And in the Town Hall with Madhav Rajan, Associate Dean of Academics we learned that the incoming MSx 2014 class will have quite a few improvements to their class schedule, with even more room for electives in Winter & Spring – congrats! Make sure you’ll fill those slots with quant analysis under the California sun this time next year.

Covered in this issue:

  • Milgram’s Small world problem and its modern developments
  • Recency/Frequency/Monetary Value & Churn analysis
  • Measuring sales force performance and forecasting tricks (and a video sampler for a litmus test for if you should be in sales)
  • Organizational blueprints for startups
  • Guests from: Google, VMWare, Progreso, Ariat

OB322: Networks (Hasan)

Article: The Small-World Problem (Milgram’s original text from Psychology Today in 1967)

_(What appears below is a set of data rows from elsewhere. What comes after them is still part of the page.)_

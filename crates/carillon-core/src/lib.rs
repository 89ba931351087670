//! # carillon-core
//!
//! Core types, the byte-stream file abstraction, and error handling for the
//! Carillon game-audio engine.

pub mod error;
pub mod path;
pub mod types;
pub mod vfs;

pub use error::{Error, Result};
pub use path::normalize_path;
pub use types::*;
pub use vfs::{ByteStream, DiskVfs, MemoryVfs, Vfs};
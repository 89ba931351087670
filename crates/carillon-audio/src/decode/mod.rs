//! Format probing and the per-sound codec.
//!
//! Codecs are tried in a fixed order (MP3, FLAC, Vorbis, then PCM WAV). Each
//! attempt starts from a rewound stream and is rejected unless it yields a
//! stereo stream at a sane sample rate, in which case the next codec is
//! tried. File names are never consulted.

#![allow(clippy::unwrap_used)] // Tests use unwrap for brevity

pub mod packet;
pub mod source;
pub mod vorbis;

use std::sync::Arc;

use carillon_core::{Error, Result, CHANNELS};
use tracing::debug;

pub use packet::{PacketDecoder, PacketFormat};
pub use source::{SharedStream, StreamSource};
pub use vorbis::VorbisStream;

/// Lowest source sample rate accepted from a codec.
pub const MIN_SOURCE_RATE: u32 = 10_000;

/// Highest source sample rate accepted from a codec.
pub const MAX_SOURCE_RATE: u32 = 100_000;

/// Reject streams the mixer cannot take: anything but stereo, or a rate
/// outside the sane range.
pub fn validate_stream(channels: usize, sample_rate: u32) -> Result<()> {
    if channels != CHANNELS {
        return Err(Error::UnsupportedFormat(format!(
            "{channels} channels, only stereo is supported"
        )));
    }
    if !(MIN_SOURCE_RATE..=MAX_SOURCE_RATE).contains(&sample_rate) {
        return Err(Error::UnsupportedFormat(format!(
            "sample rate {sample_rate} Hz out of range"
        )));
    }
    Ok(())
}

/// The one codec a sound is decoding with.
pub enum Codec {
    Mp3(PacketDecoder),
    Flac(PacketDecoder),
    Vorbis(Box<VorbisStream>),
    Wav(PacketDecoder),
}

impl Codec {
    /// Find the first codec that accepts `stream`.
    pub fn probe(stream: &SharedStream, len: Option<u64>) -> Result<Self> {
        for kind in [PacketFormat::Mp3, PacketFormat::Flac] {
            if let Some(codec) = Self::try_packet(kind, stream, len)? {
                return Ok(codec);
            }
        }

        rewind(stream)?;
        match VorbisStream::probe(Arc::clone(stream), len) {
            Ok(vorbis) => return Ok(Self::Vorbis(Box::new(vorbis))),
            Err(Error::Io(e)) => return Err(Error::Io(e)),
            Err(e) => debug!("vorbis probe rejected stream: {e}"),
        }

        if let Some(codec) = Self::try_packet(PacketFormat::Wav, stream, len)? {
            return Ok(codec);
        }

        Err(Error::UnsupportedFormat(
            "no decoder accepted the stream".to_string(),
        ))
    }

    fn try_packet(kind: PacketFormat, stream: &SharedStream, len: Option<u64>) -> Result<Option<Self>> {
        rewind(stream)?;
        match PacketDecoder::open(kind, StreamSource::new(Arc::clone(stream), len)) {
            Ok(decoder) => Ok(Some(match kind {
                PacketFormat::Mp3 => Self::Mp3(decoder),
                PacketFormat::Flac => Self::Flac(decoder),
                PacketFormat::Wav => Self::Wav(decoder),
            })),
            Err(e) => {
                debug!("{kind:?} probe rejected stream: {e}");
                Ok(None)
            }
        }
    }

    pub const fn name(&self) -> &'static str {
        match self {
            Self::Mp3(_) => "mp3",
            Self::Flac(_) => "flac",
            Self::Vorbis(_) => "vorbis",
            Self::Wav(_) => "wav",
        }
    }

    /// Source sample rate.
    pub fn sample_rate(&self) -> u32 {
        match self {
            Self::Mp3(d) | Self::Flac(d) | Self::Wav(d) => d.sample_rate(),
            Self::Vorbis(v) => v.sample_rate(),
        }
    }

    /// Decode into `out` (interleaved stereo). Returns frames written; a short
    /// count means the end of the stream was reached.
    pub fn read_frames(&mut self, out: &mut [i16]) -> Result<usize> {
        match self {
            Self::Mp3(d) | Self::Flac(d) | Self::Wav(d) => d.read_frames(out),
            Self::Vorbis(v) => v.read_frames(out),
        }
    }
}

fn rewind(stream: &SharedStream) -> Result<()> {
    stream.lock().seek(0)?;
    Ok(())
}

#[cfg(test)]
mod tests {
    use super::*;
    use crate::testutil::{flac_file, wav_file};
    use carillon_core::{MemoryVfs, Vfs};
    use parking_lot::Mutex;

    fn open(vfs: &MemoryVfs, path: &str) -> (SharedStream, Option<u64>) {
        let stream = Arc::new(Mutex::new(vfs.open(path).unwrap()));
        (stream, vfs.size(path).ok())
    }

    #[test]
    fn test_validate_stream() {
        assert!(validate_stream(2, 44100).is_ok());
        assert!(validate_stream(1, 44100).is_err());
        assert!(validate_stream(6, 48000).is_err());
        assert!(validate_stream(2, 9_999).is_err());
        assert!(validate_stream(2, 100_001).is_err());
    }

    #[test]
    fn test_probe_picks_flac() {
        let vfs = MemoryVfs::new();
        vfs.insert("tone.flac", flac_file(44100, 2, 4410, 1000));
        let (stream, len) = open(&vfs, "tone.flac");

        let mut codec = Codec::probe(&stream, len).unwrap();
        assert_eq!(codec.name(), "flac");
        assert_eq!(codec.sample_rate(), 44100);

        let mut out = vec![0i16; 8192];
        let mut total = 0;
        loop {
            let frames = codec.read_frames(&mut out).unwrap();
            assert!(out[..frames * 2].iter().all(|&s| s == 1000));
            total += frames;
            if frames * 2 < out.len() {
                break;
            }
        }
        assert_eq!(total, 4410);
    }

    #[test]
    fn test_flac_probe_never_seeks_forward() {
        let vfs = MemoryVfs::new();
        vfs.insert("tone.flac", flac_file(44100, 2, 44100, 1000));
        let (stream, len) = open(&vfs, "tone.flac");

        let mut codec = Codec::probe(&stream, len).unwrap();
        let mut out = vec![0i16; 4096];
        while codec.read_frames(&mut out).unwrap() * 2 == out.len() {}

        let seeks = vfs.seeks("tone.flac");
        assert!(!seeks.is_empty());
        assert!(seeks.iter().all(|&offset| offset == 0), "seeks: {seeks:?}");
    }

    #[test]
    fn test_probe_falls_back_to_wav() {
        let vfs = MemoryVfs::new();
        vfs.insert("tone.wav", wav_file(22050, 2, 2205, 700));
        let (stream, len) = open(&vfs, "tone.wav");

        let mut codec = Codec::probe(&stream, len).unwrap();
        assert_eq!(codec.name(), "wav");
        assert_eq!(codec.sample_rate(), 22050);

        let mut out = vec![0i16; 2205 * 2 + 10];
        assert_eq!(codec.read_frames(&mut out).unwrap(), 2205);
        assert!(out[..2205 * 2].iter().all(|&s| s == 700));
    }

    #[test]
    fn test_detects_vorbis() {
        let vfs = MemoryVfs::new();
        vfs.insert("stereo.ogg", include_bytes!("../../testdata/stereo.ogg").to_vec());
        let (stream, len) = open(&vfs, "stereo.ogg");

        let mut codec = Codec::probe(&stream, len).unwrap();
        assert_eq!(codec.name(), "vorbis");
        assert_eq!(codec.sample_rate(), 44100);

        let mut out = vec![0i16; 4096];
        assert_eq!(codec.read_frames(&mut out).unwrap(), 2048);
    }

    #[test]
    fn test_probe_rejects_mono() {
        let vfs = MemoryVfs::new();
        vfs.insert("mono.wav", wav_file(44100, 1, 4410, 500));
        vfs.insert("mono.flac", flac_file(44100, 1, 4410, 500));
        for path in ["mono.wav", "mono.flac"] {
            let (stream, len) = open(&vfs, path);
            assert!(matches!(
                Codec::probe(&stream, len),
                Err(Error::UnsupportedFormat(_))
            ));
        }
    }

    #[test]
    fn test_probe_rejects_garbage() {
        let vfs = MemoryVfs::new();
        vfs.insert("noise.bin", vec![0x11u8; 3000]);
        let (stream, len) = open(&vfs, "noise.bin");
        assert!(Codec::probe(&stream, len).is_err());
    }
}
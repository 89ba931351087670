//! Real-time mixer.
//!
//! Runs on the hardware callback thread. It takes no locks, never allocates
//! and never touches a file: every voice it reads is a fixed slot of atomics
//! written by the control and decode threads.

#![allow(clippy::unwrap_used)] // Tests use unwrap for brevity

use std::sync::atomic::{AtomicBool, AtomicU64, AtomicUsize, Ordering};
use std::sync::{Arc, OnceLock};

use carillon_core::{SoundId, CHANNELS};
use tracing::error;

use crate::buffer::{PlaybackRing, ReadSlot};

/// Voices quieter than this are skipped.
pub const VOLUME_EPSILON: f64 = 0.0001;

/// Largest magnitude a mixed sample may reach.
pub const CLIP_LIMIT: f64 = 32767.0;

/// The part of a sound the mixer can see.
///
/// Play parameters are stored as `f64` bit patterns in atomics, so a control
/// thread writing a new volume never tears a value the mixer is reading.
pub struct Voice {
    id: AtomicU64,
    volume: AtomicU64,
    panning: AtomicU64,
    completed: AtomicBool,
    ring: OnceLock<PlaybackRing>,
}

impl Voice {
    fn new() -> Self {
        Self {
            id: AtomicU64::new(0),
            volume: AtomicU64::new(0f64.to_bits()),
            panning: AtomicU64::new(0f64.to_bits()),
            completed: AtomicBool::new(false),
            ring: OnceLock::new(),
        }
    }

    /// The sound currently in this slot.
    pub fn sound_id(&self) -> Option<SoundId> {
        SoundId::new(self.id.load(Ordering::Acquire))
    }

    pub fn volume(&self) -> f64 {
        f64::from_bits(self.volume.load(Ordering::Relaxed))
    }

    pub fn panning(&self) -> f64 {
        f64::from_bits(self.panning.load(Ordering::Relaxed))
    }

    /// Clamp and store. NaN keeps the current value.
    pub fn set_volume(&self, volume: f64) {
        if !volume.is_nan() {
            self.volume
                .store(volume.clamp(0.0, 1.0).to_bits(), Ordering::Relaxed);
        }
    }

    /// Clamp and store. NaN keeps the current value.
    pub fn set_panning(&self, panning: f64) {
        if !panning.is_nan() {
            self.panning
                .store(panning.clamp(-1.0, 1.0).to_bits(), Ordering::Relaxed);
        }
    }

    pub fn is_completed(&self) -> bool {
        self.completed.load(Ordering::Acquire)
    }

    pub fn set_completed(&self) {
        self.completed.store(true, Ordering::Release);
    }

    /// The playback ring, once the slot has been used.
    pub fn ring(&self) -> Option<&PlaybackRing> {
        self.ring.get()
    }

    /// Put a new sound in this slot. Caller holds the sound table lock.
    pub(crate) fn occupy(&self, id: SoundId, volume: f64, panning: f64, block_samples: usize) {
        self.id.store(0, Ordering::Release);
        self.ring
            .get_or_init(|| PlaybackRing::new(block_samples))
            .reset();
        self.set_volume(volume);
        self.set_panning(panning);
        self.completed.store(false, Ordering::Release);
        self.id.store(id.get(), Ordering::Release);
    }

    /// Empty this slot. Caller holds the sound table lock.
    pub(crate) fn release(&self) {
        self.id.store(0, Ordering::Release);
        self.completed.store(false, Ordering::Release);
    }
}

/// Per-channel gains for a voice.
///
/// Panning towards one side attenuates only the opposite channel; neither
/// gain ever exceeds `volume`.
pub fn pan_gains(volume: f64, panning: f64) -> (f64, f64) {
    let left = volume * (1.0 - (-panning).max(0.0));
    let right = volume * (1.0 - panning.max(0.0));
    (left, right)
}

/// Add `sample * gain` to `acc`, clamped to the 16-bit range.
#[allow(clippy::cast_possible_truncation)]
fn mix_sample(acc: i16, sample: i16, gain: f64) -> i16 {
    (f64::from(acc) + f64::from(sample) * gain).clamp(-CLIP_LIMIT, CLIP_LIMIT) as i16
}

/// Fixed set of voice slots shared by the control, decode and mixer sides.
pub struct VoiceTable {
    voices: Box<[Voice]>,
    /// Slots `0..active` may be occupied.
    active: AtomicUsize,
}

impl VoiceTable {
    pub fn new(capacity: usize) -> Self {
        Self {
            voices: (0..capacity).map(|_| Voice::new()).collect(),
            active: AtomicUsize::new(0),
        }
    }

    pub fn capacity(&self) -> usize {
        self.voices.len()
    }

    pub fn get(&self, index: usize) -> Option<&Voice> {
        self.voices.get(index)
    }

    /// Slots that may currently be occupied.
    pub fn active(&self) -> &[Voice] {
        let active = self.active.load(Ordering::Acquire).min(self.voices.len());
        &self.voices[..active]
    }

    pub(crate) fn set_active(&self, active: usize) {
        self.active
            .store(active.min(self.voices.len()), Ordering::Release);
    }

    /// Find the voice playing `id`.
    pub fn find(&self, id: SoundId) -> Option<&Voice> {
        self.active()
            .iter()
            .find(|voice| voice.sound_id() == Some(id))
    }
}

/// Mixes every ready voice into one output block.
pub struct Mixer {
    voices: Arc<VoiceTable>,
    block_samples: usize,
    mismatch_reported: AtomicBool,
}

impl Mixer {
    pub fn new(voices: Arc<VoiceTable>, block_samples: usize) -> Self {
        Self {
            voices,
            block_samples,
            mismatch_reported: AtomicBool::new(false),
        }
    }

    /// Interleaved samples per block.
    pub const fn block_samples(&self) -> usize {
        self.block_samples
    }

    /// Fill `out` with the next block. `out` must be exactly one block long;
    /// anything else is a configuration error and produces silence.
    pub fn mix(&self, out: &mut [i16]) {
        out.fill(0);
        if out.len() != self.block_samples {
            if !self.mismatch_reported.swap(true, Ordering::Relaxed) {
                error!(
                    "mixer asked for {} samples, configured block is {}; output silenced",
                    out.len(),
                    self.block_samples
                );
            }
            return;
        }

        for voice in self.voices.active() {
            if voice.sound_id().is_none() || voice.is_completed() {
                continue;
            }
            let volume = voice.volume();
            if volume <= VOLUME_EPSILON {
                continue;
            }
            let Some(ring) = voice.ring() else {
                continue;
            };
            if ring.is_empty() {
                continue;
            }
            let Some(read) = ring.readable_slot() else {
                continue;
            };
            mix_block(out, ring, read, pan_gains(volume, voice.panning()));
        }
    }
}

/// Take `read` from `ring` and add it to `out`. Returns `false` without
/// touching `out` when the slot was recycled after the lookup.
///
/// Once consumed, the producer cannot refill the block until the consumer
/// takes the next one, so summing after the consume is safe.
fn mix_block(out: &mut [i16], ring: &PlaybackRing, read: ReadSlot, gains: (f64, f64)) -> bool {
    if !ring.consume(read) {
        return false;
    }
    let (left, right) = gains;
    for (frame, source) in out
        .chunks_exact_mut(CHANNELS)
        .zip(ring.block(read.slot).chunks_exact(CHANNELS))
    {
        frame[0] = mix_sample(frame[0], source[0].load(Ordering::Relaxed), left);
        frame[1] = mix_sample(frame[1], source[1].load(Ordering::Relaxed), right);
    }
    true
}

  • the Small-world experiment article on wikipedia gives a nice quick summary (and animated maps!)
  • If you had completely random connections between people, you would get to anyone else on the planet in much shorter path than “six degrees of separation”. In a continuum of “high clustering” (long paths) -> “completely random” (shortest paths), just 1% of connections have to be random to achieve a small world.
    • Same pattern: WWW, e.coli, US power grid…
  • A lot of modern research on small world problems including Random Rewiring above: Duncan Watts (Microsoft Research). 20k+ citations on his papers.
  • When choosing someone to pass off a message to someone outside your network, best strategies look for (based on CS research):
    • demographic proximity
    • high degrees (in/out)
    • high betweenness
  • In real human networks, demographic beats others (in HP Labs, passing a message by hierarchy: 4 hops, by office location: 6 hops, via the most connected: 16 hops – started bouncing between biggest brokers)
  • Preferential attachment process – in which some quantity, typically some form of wealth or credit, is distributed among a number of individuals or objects according to how much they already have, so that those who are already wealthy receive more than those who are not.
    • In case of social networks: if there are three interconnected nodes, an incoming node connects to this cluster thorough one of them by random – say to node C. But after this connection, it is just a little bit more likely that another incoming connection is done to C (as opposed to A or B), because .. it looks more connected.

Guest: Mark Rivera (People Analytics, Google)

Topic: Science of HR at Google

MKTG 365: Marketing Analytics (Narayanan)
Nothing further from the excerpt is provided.